Four years ago, researchers at NTNU’s Kavli Institute for Systems Neuroscience were the first to discover the intricacies of how the brain creates internal maps using so-called grid cells in a coordinate system. Now postdoc Dori Derdikman and his colleagues from the same research team have uncovered a whole new aspect of how the brain's mapping system works. Instead of just one big map, the brain makes a whole series of maps -- some very fine grained, and some more rough – along with an advanced sorting system.
“We long wondered if all of the brain’s mapping information was stored in a single map,” Derdikman says. “So we figured out a way to check this.”
In a new study, published in Nature Neuroscience, the researchers measured the brain activity of laboratory rats allowed to roam freely in a small compartment. The measurements created a map that corresponded to how the rat’s grid cells mapped out the area. Once the researchers had a clear understanding of what the rat’s mental map looked like, they changed the layout of the compartment. Instead of an open area, the rats were now confronted with a labyrinth of long, narrow corridors in a hairpin maze -- created by the insertion of walls in the compartment.
“When the walls were inserted, something happened with the rats’ maps” Derdikman explained. “First we recorded the same map. But when the rats came around a hairpin turn in the maze, the map changed totally. It happened several times, each time in connection with when the rats went around a wall and came into a new corridor.” If the rat had been using the same map that it had created for the open compartment, the map would have remained unchanged, he said.
Derdikman also checked to see if it was confusing for the rats to change direction all the time because of the maze walls, and whether that could be the reason why the maps were restarted for each new corridor. Rats were trained to run the same route formed by the hairpin maze, but in a compartment without partitions. In this case, the rat used the same map as when it ran freely in the open compartment. That means that it is the physical environment that triggers the creation of a new map, not the rat’s learned behaviour.
How is it that so many different maps are linked to the surrounding walls? A recently discovered cell type, border cells, which are active along certain walls in a given environment, may shed light on this question. Border cells describe the limits of how an environmental ends and another begins. “Maybe these border cells are what signal the brain that to switch maps when you move over a border in your environment,” says Derdikman’s colleague at the Kavli Institute, Trygve Solstad, who was lead author of a 2008 article in Science magazine that reported the presence of the cells. “We think that there is this kind of environmental change when the rat enters a new corridor in the hairpin maze.”
But the definitive answer to the question will have to wait until a research project examines how border cells behave in a fragmented environment.
The rat brain mapping system thus consists of a series of small maps, not just a single large one. The brain uses its mapping mechanisms to stitch all these maps together. The researchers say that these findings in rats are likely true in the human brain. The part of the brain that contains our sense of place, the entorhinal cortex, is among the oldest and best conserved areas of the brain across evolution, and thus is very similar in humans and animals.

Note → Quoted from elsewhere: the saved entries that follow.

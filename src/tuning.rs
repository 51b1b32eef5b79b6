use crate::config::Precision;

/// Divisor of the rounding bias added before the final right shift in
/// shift-scaled mode. The value was determined experimentally against real
/// hardware; do not change it without a frequency counter on the bench.
const ROUNDING_BIAS_DIVISOR: u32 = 16;

const PPB_SCALE: i64 = 1_000_000_000;

/// Calibration offsets the tuner refuses to adopt.
///
/// A rejected offset leaves the previous calibration in effect.
#[derive(Debug, Clone, Copy, PartialEq, Eq)]
#[cfg_attr(feature = "defmt", derive(defmt::Format))]
pub enum CalibrationError {
  /// The corrected clock collapsed to zero (offset at or beyond +10^9 ppb,
  /// or a clock too small to survive the scaling).
  ClockUnderflow,
  /// The corrected clock no longer fits in 32 bits (large negative offset on
  /// a clock already near the top of the range).
  ClockOverflow,
}

/// Frequency-to-tuning-word arithmetic for the DDS core.
///
/// Owns the calibrated reference clock and a cached reciprocal of it, so a
/// frequency change costs one widening multiply and a shift instead of a
/// full-width division. [`Tuner::set_calibration`] drops the cache; the next
/// word computation rebuilds it from the corrected clock.
#[derive(Debug, Clone)]
pub struct Tuner {
  nominal_hz: u32,
  effective_hz: u32,
  precision: Precision,
  reciprocal: Option<Reciprocal>,
}

impl Tuner {
  /// Create a tuner for the given reference oscillator.
  ///
  /// `reference_hz` is the DDS core clock, after the on-chip multiplier if it
  /// is enabled. Panics if it is zero.
  pub const fn new(reference_hz: u32, precision: Precision) -> Self {
    assert!(reference_hz > 0, "reference clock must be non-zero");
    Self { nominal_hz: reference_hz, effective_hz: reference_hz, precision, reciprocal: None }
  }

  /// Fold a measured frequency error into the reference clock.
  ///
  /// `ppb` is the output error in parts per billion, positive when the
  /// measured frequency is high and negative when it is low. The corrected
  /// clock becomes `nominal * (10^9 - ppb) / 10^9` and is returned.
  ///
  /// Every accepted call drops the cached reciprocal, including `ppb = 0`;
  /// the next word computation re-derives it from the corrected clock.
  pub fn set_calibration(&mut self, ppb: i32) -> Result<u32, CalibrationError> {
    let scale = PPB_SCALE - i64::from(ppb);
    if scale <= 0 {
      return Err(CalibrationError::ClockUnderflow);
    }
    // Both factors are below 2^32, so the product stays inside u64.
    let corrected = u64::from(self.nominal_hz) * scale as u64 / PPB_SCALE as u64;
    if corrected == 0 {
      return Err(CalibrationError::ClockUnderflow);
    }
    if corrected > u64::from(u32::MAX) {
      return Err(CalibrationError::ClockOverflow);
    }
    self.effective_hz = corrected as u32;
    self.reciprocal = None;
    Ok(self.effective_hz)
  }

  /// Tuning word for the requested output frequency.
  ///
  /// The reciprocal is derived on the first call after construction or after
  /// a calibration change and reused on every later call. `freq_hz` must stay
  /// below the effective clock; past it the 32-bit word wraps (debug builds
  /// assert).
  pub fn tuning_word(&mut self, freq_hz: u32) -> u32 {
    let clock = self.effective_hz;
    let precision = self.precision;
    self.reciprocal.get_or_insert_with(|| Reciprocal::new(clock, precision)).word(freq_hz)
  }

  /// Reference clock with the current calibration applied.
  pub const fn effective_clock(&self) -> u32 {
    self.effective_hz
  }

  /// Reference clock as configured, before calibration.
  pub const fn nominal_clock(&self) -> u32 {
    self.nominal_hz
  }
}

/// Cached fixed-point reciprocal of the effective clock.
///
/// Value and shift travel in one variant so a calibration change can never
/// pair a fresh reciprocal with a stale shift.
#[derive(Debug, Clone, Copy, PartialEq, Eq)]
enum Reciprocal {
  /// `(2^(32+shift) - 1) / clock` with `shift` the index of the clock's most
  /// significant bit. Normalizing per clock keeps the top bit of the 32-bit
  /// reciprocal set for every clock magnitude, so evaluation needs only a
  /// 32x32->64 widening multiply.
  ShiftScaled { reciprocal: u32, shift: u8 },
  /// `(2^64 - 1) / clock`, evaluated with a 64x32->128 multiply.
  Maximum { reciprocal: u64 },
}

impl Reciprocal {
  fn new(clock_hz: u32, precision: Precision) -> Self {
    debug_assert!(clock_hz > 0);
    match precision {
      Precision::ShiftScaled => {
        let shift = (31 - clock_hz.leading_zeros()) as u8;
        // The -1 keeps the quotient inside 32 bits when the clock is an
        // exact power of two; for every other clock it changes nothing.
        let reciprocal = (((1u64 << (32 + shift)) - 1) / u64::from(clock_hz)) as u32;
        Self::ShiftScaled { reciprocal, shift }
      }
      Precision::Maximum => Self::Maximum { reciprocal: u64::MAX / u64::from(clock_hz) },
    }
  }

  fn word(&self, freq_hz: u32) -> u32 {
    // Frequency 0 holds the output at a zero crossing; the bias term alone
    // would otherwise round the word up to 1.
    if freq_hz == 0 {
      return 0;
    }
    match *self {
      Self::ShiftScaled { reciprocal, shift } => {
        let bias = u64::from(reciprocal / ROUNDING_BIAS_DIVISOR);
        let word = (u64::from(freq_hz) * u64::from(reciprocal) + bias) >> shift;
        debug_assert!(word >> 32 == 0, "target frequency beyond the effective clock");
        word as u32
      }
      Self::Maximum { reciprocal } => {
        let word = (u128::from(freq_hz) * u128::from(reciprocal) + (1 << 31)) >> 32;
        debug_assert!(word >> 32 == 0, "target frequency beyond the effective clock");
        word as u32
      }
    }
  }
}

#[cfg(test)]
mod tests {
  use super::*;

  const REF_180MHZ: u32 = 180_000_000;

  // Frequencies spread over the usable range at 180 MHz, up to the Nyquist
  // half of the clock.
  const SWEEP: [u32; 9] = [1, 7, 440, 10_000, 1_000_000, 10_000_000, 44_100_000, 89_999_999, 90_000_000];

  fn recovered_hz(word: u32, clock: u32) -> u32 {
    ((u64::from(word) * u64::from(clock)) >> 32) as u32
  }

  // Distance between `word * clock` and the exact ratio `freq * 2^32`, i.e.
  // the word error scaled by the clock.
  fn residual(word: u32, clock: u32, freq: u32) -> u64 {
    (u64::from(word) * u64::from(clock)).abs_diff(u64::from(freq) << 32)
  }

  #[test]
  fn shift_normalizes_every_clock_magnitude() {
    let clocks = [1, 2, 3, 1_000, 32_768, 1_000_000, 30_000_000, 125_000_000, REF_180MHZ, 200_000_000, u32::MAX];
    for clock in clocks {
      match Reciprocal::new(clock, Precision::ShiftScaled) {
        Reciprocal::ShiftScaled { reciprocal, shift } => {
          let normalized = u64::from(clock) << (32 - shift);
          assert!(normalized >= 1 << 32, "clock {clock} under-normalized");
          assert!(normalized < 1 << 33, "clock {clock} over-normalized");
          // Normalization keeps the reciprocal's top bit set.
          assert!(reciprocal >= 1 << 31, "clock {clock} wastes reciprocal bits");
        }
        Reciprocal::Maximum { .. } => unreachable!(),
      }
    }
  }

  #[test]
  fn reciprocal_long_division_at_180mhz() {
    // 2^59 / 180e6 = 3_202_559_735 rem 3_423_488, msb of the clock at bit 27.
    assert_eq!(
      Reciprocal::new(REF_180MHZ, Precision::ShiftScaled),
      Reciprocal::ShiftScaled { reciprocal: 3_202_559_735, shift: 27 }
    );
    // (2^64 - 1) / 180e6 = 102_481_911_520.
    assert_eq!(Reciprocal::new(REF_180MHZ, Precision::Maximum), Reciprocal::Maximum { reciprocal: 102_481_911_520 });
  }

  #[test]
  fn power_of_two_clock_saturates_reciprocal() {
    let clock = 1 << 27;
    // 2^59 / 2^27 = 2^32 would wrap; the -1 in the dividend caps it at the
    // all-ones value one step below.
    let r = Reciprocal::new(clock, Precision::ShiftScaled);
    assert_eq!(r, Reciprocal::ShiftScaled { reciprocal: u32::MAX, shift: 27 });

    // Half the clock still lands on the accumulator midpoint, one bias count
    // high in shifted mode and exactly in maximum mode.
    assert_eq!(r.word(clock / 2), 2_147_483_649);
    assert_eq!(Reciprocal::new(clock, Precision::Maximum).word(clock / 2), 2_147_483_648);
  }

  #[test]
  fn zero_frequency_is_dc() {
    for precision in [Precision::ShiftScaled, Precision::Maximum] {
      let mut t = Tuner::new(REF_180MHZ, precision);
      assert_eq!(t.tuning_word(0), 0);
      t.set_calibration(-42).expect("small offset must be accepted");
      assert_eq!(t.tuning_word(0), 0);
    }
  }

  #[test]
  fn one_hertz_word_at_180mhz() {
    // Exact ratio 2^32 / 180e6 = 23.86. The shifted mode adds the bias
    // (3_202_559_735 / 16) >> 27 = 1.49 words before truncating, the maximum
    // mode rounds half-up on the raw product.
    let mut shifted = Tuner::new(REF_180MHZ, Precision::ShiftScaled);
    assert_eq!(shifted.tuning_word(1), 25);
    let mut maximum = Tuner::new(REF_180MHZ, Precision::Maximum);
    assert_eq!(maximum.tuning_word(1), 24);
  }

  #[test]
  fn half_clock_lands_on_accumulator_midpoint() {
    let mut shifted = Tuner::new(REF_180MHZ, Precision::ShiftScaled);
    assert_eq!(shifted.tuning_word(90_000_000), 2_147_483_649);
    let mut maximum = Tuner::new(REF_180MHZ, Precision::Maximum);
    assert_eq!(maximum.tuning_word(90_000_000), 1 << 31);
  }

  #[test]
  fn words_recover_target_frequency() {
    for precision in [Precision::ShiftScaled, Precision::Maximum] {
      let mut t = Tuner::new(REF_180MHZ, precision);
      for freq in SWEEP {
        let word = t.tuning_word(freq);
        let err = recovered_hz(word, REF_180MHZ).abs_diff(freq);
        // 5 parts in 10^7, with a floor of two counts at the 1 Hz end.
        let allowed = (freq / 2_000_000).max(2);
        assert!(err <= allowed, "freq {freq}: err {err} > {allowed}");
      }
    }
  }

  #[test]
  fn maximum_precision_tracks_the_ratio_closer() {
    let mut shifted = Tuner::new(REF_180MHZ, Precision::ShiftScaled);
    let mut maximum = Tuner::new(REF_180MHZ, Precision::Maximum);

    let mut shifted_sum = 0u64;
    let mut maximum_sum = 0u64;
    for freq in SWEEP {
      let s = residual(shifted.tuning_word(freq), REF_180MHZ, freq);
      let m = residual(maximum.tuning_word(freq), REF_180MHZ, freq);
      // Per-word: the 64-bit reciprocal stays within one accumulator step of
      // the exact ratio, the shifted one within two.
      assert!(m <= u64::from(REF_180MHZ), "freq {freq}: maximum residual {m}");
      assert!(s <= 2 * u64::from(REF_180MHZ), "freq {freq}: shifted residual {s}");
      shifted_sum += s;
      maximum_sum += m;
    }
    assert!(maximum_sum < shifted_sum);
  }

  #[test]
  fn calibration_scales_clock_by_ppb() {
    let mut t = Tuner::new(REF_180MHZ, Precision::ShiftScaled);

    // 1000 ppb of 180 MHz is exactly 180 Hz.
    assert_eq!(t.set_calibration(1_000), Ok(179_999_820));
    assert_eq!(t.effective_clock(), 179_999_820);
    assert_eq!(t.set_calibration(-1_000), Ok(180_000_180));

    // Pure function of (nominal, ppb): repeating an offset changes nothing.
    assert_eq!(t.set_calibration(-1_000), Ok(180_000_180));
    assert_eq!(t.nominal_clock(), REF_180MHZ);
  }

  #[test]
  fn calibration_zero_restores_nominal_words() {
    let mut calibrated = Tuner::new(REF_180MHZ, Precision::ShiftScaled);
    calibrated.set_calibration(5_000).expect("offset must be accepted");
    calibrated.set_calibration(0).expect("zero offset must be accepted");
    assert_eq!(calibrated.effective_clock(), REF_180MHZ);

    let mut fresh = Tuner::new(REF_180MHZ, Precision::ShiftScaled);
    for freq in SWEEP {
      assert_eq!(calibrated.tuning_word(freq), fresh.tuning_word(freq));
    }
  }

  #[test]
  fn calibration_reshapes_words_without_explicit_refresh() {
    let mut t = Tuner::new(REF_180MHZ, Precision::ShiftScaled);
    let nominal_word = t.tuning_word(10_000_000);
    assert_eq!(nominal_word, 238_609_295);

    // +1000 ppm shrinks the modeled clock, so the same target needs a larger
    // word; the stale reciprocal must not leak into this computation.
    t.set_calibration(1_000_000).expect("offset must be accepted");
    assert_eq!(t.effective_clock(), 179_820_000);
    assert!(t.tuning_word(10_000_000) > nominal_word);
  }

  #[test]
  fn reciprocal_is_cached_until_calibration_changes() {
    let mut t = Tuner::new(REF_180MHZ, Precision::ShiftScaled);
    assert!(t.reciprocal.is_none());

    let first = t.tuning_word(10_000_000);
    let cached = t.reciprocal;
    assert!(cached.is_some());

    // A second request reuses the derivation, bit for bit.
    assert_eq!(t.tuning_word(10_000_000), first);
    assert_eq!(t.reciprocal, cached);

    t.set_calibration(250).expect("offset must be accepted");
    assert!(t.reciprocal.is_none());
  }

  #[test]
  fn out_of_range_offsets_are_rejected() {
    let mut t = Tuner::new(REF_180MHZ, Precision::ShiftScaled);
    assert_eq!(t.set_calibration(1_000_000_000), Err(CalibrationError::ClockUnderflow));
    assert_eq!(t.set_calibration(i32::MAX), Err(CalibrationError::ClockUnderflow));

    let mut slow = Tuner::new(1, Precision::ShiftScaled);
    assert_eq!(slow.set_calibration(999_999_999), Err(CalibrationError::ClockUnderflow));

    let mut fast = Tuner::new(u32::MAX, Precision::ShiftScaled);
    assert_eq!(fast.set_calibration(-1_000_000_000), Err(CalibrationError::ClockOverflow));
  }

  #[test]
  fn rejected_offset_leaves_tuner_untouched() {
    let mut t = Tuner::new(REF_180MHZ, Precision::ShiftScaled);
    let word = t.tuning_word(10_000_000);
    let cached = t.reciprocal;

    assert!(t.set_calibration(i32::MAX).is_err());
    assert_eq!(t.effective_clock(), REF_180MHZ);
    assert_eq!(t.reciprocal, cached);
    assert_eq!(t.tuning_word(10_000_000), word);
  }

  #[test]
  #[should_panic] // division by a zero clock is unrepresentable
  fn zero_reference_clock_panics() {
    let _ = Tuner::new(0, Precision::ShiftScaled);
  }
}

A Systematic Series of Maps
In another study at the Kavli Institute for Systems Neuroscience, published in Science, Kirsten Kjelstrup and colleagues found that the mental maps are constructed in a systematic way. “We need maps of varying resolution – some small detailed maps, and other, larger rougher maps”, Solstad says. “And the brain sorts these very systematically.”
The maps are stored as extremely thin cards in a deck in the hippocampus, the area that is regarded as the brain’s memory focal point. The deck is sorted by rank, so that the fine-grained detail maps located at the top, with the biggest, most coarsely drawn maps the further down in the deck that you come.